Start of Data for the task
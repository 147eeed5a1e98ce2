//! PayPay integration for the balance sources
//!
//! This crate provides a client for the PayPay mobile app backend:
//! login bootstrap, token refresh, wallet balances, and history.
//!
//! Authenticated calls need the tokens printed by the login flow:
//! - `PAYPAY_ACCESS_TOKEN` - Access token (valid for about three months)
//! - `PAYPAY_REFRESH_TOKEN` - Refresh token
//! - `PAYPAY_DEVICE_UUID` / `PAYPAY_CLIENT_UUID` - Device ids the tokens were issued to

pub mod api;
pub mod client;
pub mod config;
pub mod source;
pub mod types;

pub use api::PayPayApi;
pub use client::PayPayClient;
pub use config::{LoginConfig, PayPayConfig};
pub use source::PayPaySource;
pub use types::{investment_valuation, parse_login_id, BalanceSnapshot, PayPayCredentials};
End of Data for the task
> _Work to be completed_
All lines from the one containing "pub mod api;" through the end of the data, and no others, are to be given again word for word.

> _Output of the exercise_
pub mod api;
pub mod client;
pub mod config;
pub mod source;
pub mod types;

pub use api::PayPayApi;
pub use client::PayPayClient;
pub use config::{LoginConfig, PayPayConfig};
pub use source::PayPaySource;
pub use types::{investment_valuation, parse_login_id, BalanceSnapshot, PayPayCredentials};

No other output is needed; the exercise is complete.